WHAT YOU ARE ASKED TO DO -> In the material below, find the line containing "samples of each" and the line containing "pub use latch::Latch;", then reproduce exactly both of them and every line between, and nothing else.

EXCERPTED RECORDS ->

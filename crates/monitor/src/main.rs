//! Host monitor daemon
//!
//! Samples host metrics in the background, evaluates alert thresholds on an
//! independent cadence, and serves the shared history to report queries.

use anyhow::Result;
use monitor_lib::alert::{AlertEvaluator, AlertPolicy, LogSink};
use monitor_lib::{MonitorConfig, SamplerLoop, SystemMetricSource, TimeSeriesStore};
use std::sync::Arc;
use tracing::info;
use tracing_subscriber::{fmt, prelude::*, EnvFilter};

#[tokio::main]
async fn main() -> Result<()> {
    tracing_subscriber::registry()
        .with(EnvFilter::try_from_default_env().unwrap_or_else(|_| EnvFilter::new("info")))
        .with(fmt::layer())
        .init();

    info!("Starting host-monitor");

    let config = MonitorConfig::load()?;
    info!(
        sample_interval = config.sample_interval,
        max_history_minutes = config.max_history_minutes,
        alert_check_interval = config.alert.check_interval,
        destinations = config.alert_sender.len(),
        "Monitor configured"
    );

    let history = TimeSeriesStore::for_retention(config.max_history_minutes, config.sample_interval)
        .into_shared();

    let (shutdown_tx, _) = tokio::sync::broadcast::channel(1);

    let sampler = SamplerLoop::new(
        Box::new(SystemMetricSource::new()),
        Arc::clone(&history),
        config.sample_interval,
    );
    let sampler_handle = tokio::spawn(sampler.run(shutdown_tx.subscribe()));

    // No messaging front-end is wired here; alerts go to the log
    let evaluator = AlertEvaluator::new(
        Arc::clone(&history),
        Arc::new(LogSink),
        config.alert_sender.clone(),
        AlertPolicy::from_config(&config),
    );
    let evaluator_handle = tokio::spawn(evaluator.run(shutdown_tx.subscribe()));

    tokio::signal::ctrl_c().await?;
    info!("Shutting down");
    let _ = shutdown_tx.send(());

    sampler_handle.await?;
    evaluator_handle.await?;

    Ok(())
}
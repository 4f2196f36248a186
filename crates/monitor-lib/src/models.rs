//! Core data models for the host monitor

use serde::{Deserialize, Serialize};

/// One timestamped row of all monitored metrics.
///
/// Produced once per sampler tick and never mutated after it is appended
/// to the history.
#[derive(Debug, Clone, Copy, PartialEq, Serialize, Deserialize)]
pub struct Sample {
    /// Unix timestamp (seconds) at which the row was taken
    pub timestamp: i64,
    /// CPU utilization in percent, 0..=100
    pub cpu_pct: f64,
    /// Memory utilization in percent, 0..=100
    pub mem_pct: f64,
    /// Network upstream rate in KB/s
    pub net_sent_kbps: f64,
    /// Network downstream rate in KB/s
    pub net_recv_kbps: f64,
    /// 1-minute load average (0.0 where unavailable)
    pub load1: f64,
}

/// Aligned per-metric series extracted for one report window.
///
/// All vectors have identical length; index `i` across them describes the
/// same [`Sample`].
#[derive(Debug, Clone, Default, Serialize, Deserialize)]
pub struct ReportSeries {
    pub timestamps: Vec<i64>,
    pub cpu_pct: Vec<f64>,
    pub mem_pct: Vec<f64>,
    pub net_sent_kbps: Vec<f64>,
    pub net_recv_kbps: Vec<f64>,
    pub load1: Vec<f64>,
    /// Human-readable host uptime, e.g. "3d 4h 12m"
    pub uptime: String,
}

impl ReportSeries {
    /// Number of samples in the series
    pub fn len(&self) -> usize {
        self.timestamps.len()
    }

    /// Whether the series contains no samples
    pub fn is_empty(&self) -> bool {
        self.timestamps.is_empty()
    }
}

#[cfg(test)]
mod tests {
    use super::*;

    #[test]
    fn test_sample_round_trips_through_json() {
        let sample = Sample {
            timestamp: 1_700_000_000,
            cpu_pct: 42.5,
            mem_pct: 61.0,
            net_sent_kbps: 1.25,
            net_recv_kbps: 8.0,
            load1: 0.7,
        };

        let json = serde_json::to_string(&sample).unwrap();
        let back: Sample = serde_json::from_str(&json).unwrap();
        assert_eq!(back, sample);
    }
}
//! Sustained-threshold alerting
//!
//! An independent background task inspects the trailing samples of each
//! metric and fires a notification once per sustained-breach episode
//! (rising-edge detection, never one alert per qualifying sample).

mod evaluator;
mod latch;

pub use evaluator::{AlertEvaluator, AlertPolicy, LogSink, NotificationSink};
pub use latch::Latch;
...
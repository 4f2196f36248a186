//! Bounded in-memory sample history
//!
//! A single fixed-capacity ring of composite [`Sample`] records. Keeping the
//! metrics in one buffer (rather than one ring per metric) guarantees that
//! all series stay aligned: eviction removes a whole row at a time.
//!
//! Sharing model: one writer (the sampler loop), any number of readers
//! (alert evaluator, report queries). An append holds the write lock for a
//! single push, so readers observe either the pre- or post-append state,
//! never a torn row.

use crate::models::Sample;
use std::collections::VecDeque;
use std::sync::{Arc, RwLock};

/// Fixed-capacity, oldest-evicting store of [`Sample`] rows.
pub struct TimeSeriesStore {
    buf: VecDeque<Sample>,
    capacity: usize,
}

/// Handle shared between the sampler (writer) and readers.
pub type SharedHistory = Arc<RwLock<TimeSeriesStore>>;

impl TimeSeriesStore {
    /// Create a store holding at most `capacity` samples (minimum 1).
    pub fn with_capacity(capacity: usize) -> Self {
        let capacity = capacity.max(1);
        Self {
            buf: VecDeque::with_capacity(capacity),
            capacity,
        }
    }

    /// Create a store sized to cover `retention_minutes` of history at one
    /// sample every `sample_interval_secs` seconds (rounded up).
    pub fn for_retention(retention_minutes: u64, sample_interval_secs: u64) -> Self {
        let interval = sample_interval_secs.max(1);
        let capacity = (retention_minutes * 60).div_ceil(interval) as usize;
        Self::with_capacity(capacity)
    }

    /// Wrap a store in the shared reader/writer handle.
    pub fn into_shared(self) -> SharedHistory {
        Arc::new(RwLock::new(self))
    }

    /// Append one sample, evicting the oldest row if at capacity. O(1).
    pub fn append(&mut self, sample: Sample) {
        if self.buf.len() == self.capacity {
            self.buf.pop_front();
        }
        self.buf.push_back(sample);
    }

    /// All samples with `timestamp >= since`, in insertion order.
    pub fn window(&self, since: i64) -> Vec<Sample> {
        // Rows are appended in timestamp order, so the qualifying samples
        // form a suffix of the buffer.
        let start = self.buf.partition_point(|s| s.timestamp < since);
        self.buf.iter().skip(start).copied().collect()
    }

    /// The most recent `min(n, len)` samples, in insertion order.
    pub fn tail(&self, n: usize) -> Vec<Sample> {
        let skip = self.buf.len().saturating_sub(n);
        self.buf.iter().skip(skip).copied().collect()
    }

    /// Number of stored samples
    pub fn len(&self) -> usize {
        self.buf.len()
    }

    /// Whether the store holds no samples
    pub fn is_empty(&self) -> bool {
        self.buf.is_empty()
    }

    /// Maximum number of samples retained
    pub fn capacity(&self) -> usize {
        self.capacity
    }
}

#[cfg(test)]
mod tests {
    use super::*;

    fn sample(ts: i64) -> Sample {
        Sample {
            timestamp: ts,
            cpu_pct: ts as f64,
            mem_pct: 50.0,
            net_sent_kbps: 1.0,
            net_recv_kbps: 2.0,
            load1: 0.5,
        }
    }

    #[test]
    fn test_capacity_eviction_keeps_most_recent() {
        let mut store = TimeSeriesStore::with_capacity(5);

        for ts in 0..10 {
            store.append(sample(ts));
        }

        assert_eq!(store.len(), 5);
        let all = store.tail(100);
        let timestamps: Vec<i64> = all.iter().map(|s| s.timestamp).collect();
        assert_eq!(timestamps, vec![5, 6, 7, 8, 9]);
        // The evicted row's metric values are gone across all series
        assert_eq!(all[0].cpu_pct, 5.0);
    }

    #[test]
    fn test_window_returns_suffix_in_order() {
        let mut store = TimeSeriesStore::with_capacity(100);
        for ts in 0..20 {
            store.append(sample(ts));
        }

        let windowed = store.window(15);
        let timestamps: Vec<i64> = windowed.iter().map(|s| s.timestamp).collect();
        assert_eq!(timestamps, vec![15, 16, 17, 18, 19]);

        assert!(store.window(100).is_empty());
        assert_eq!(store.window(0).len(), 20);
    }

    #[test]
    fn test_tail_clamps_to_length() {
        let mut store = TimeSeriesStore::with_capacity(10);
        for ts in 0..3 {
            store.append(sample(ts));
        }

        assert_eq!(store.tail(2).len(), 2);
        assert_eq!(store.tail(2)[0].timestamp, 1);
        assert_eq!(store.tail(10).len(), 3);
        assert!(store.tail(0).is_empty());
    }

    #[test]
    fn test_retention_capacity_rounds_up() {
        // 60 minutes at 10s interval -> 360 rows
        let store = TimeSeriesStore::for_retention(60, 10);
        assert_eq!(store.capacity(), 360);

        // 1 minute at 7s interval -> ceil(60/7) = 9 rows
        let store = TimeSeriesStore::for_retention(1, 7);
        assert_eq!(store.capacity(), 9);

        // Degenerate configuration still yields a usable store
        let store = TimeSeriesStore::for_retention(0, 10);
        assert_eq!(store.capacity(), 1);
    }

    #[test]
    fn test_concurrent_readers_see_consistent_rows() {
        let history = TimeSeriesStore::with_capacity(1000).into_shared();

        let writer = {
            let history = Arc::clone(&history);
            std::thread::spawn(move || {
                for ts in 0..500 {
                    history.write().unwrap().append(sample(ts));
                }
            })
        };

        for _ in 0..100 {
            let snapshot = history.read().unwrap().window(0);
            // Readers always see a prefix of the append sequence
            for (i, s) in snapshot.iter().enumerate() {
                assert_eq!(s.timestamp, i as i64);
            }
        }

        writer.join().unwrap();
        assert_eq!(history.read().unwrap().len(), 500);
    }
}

RESPONSE ->
//! An independent background task inspects the trailing samples of each
//! metric and fires a notification once per sustained-breach episode
//! (rising-edge detection, never one alert per qualifying sample).

mod evaluator;
mod latch;

pub use evaluator::{AlertEvaluator, AlertPolicy, LogSink, NotificationSink};
pub use latch::Latch;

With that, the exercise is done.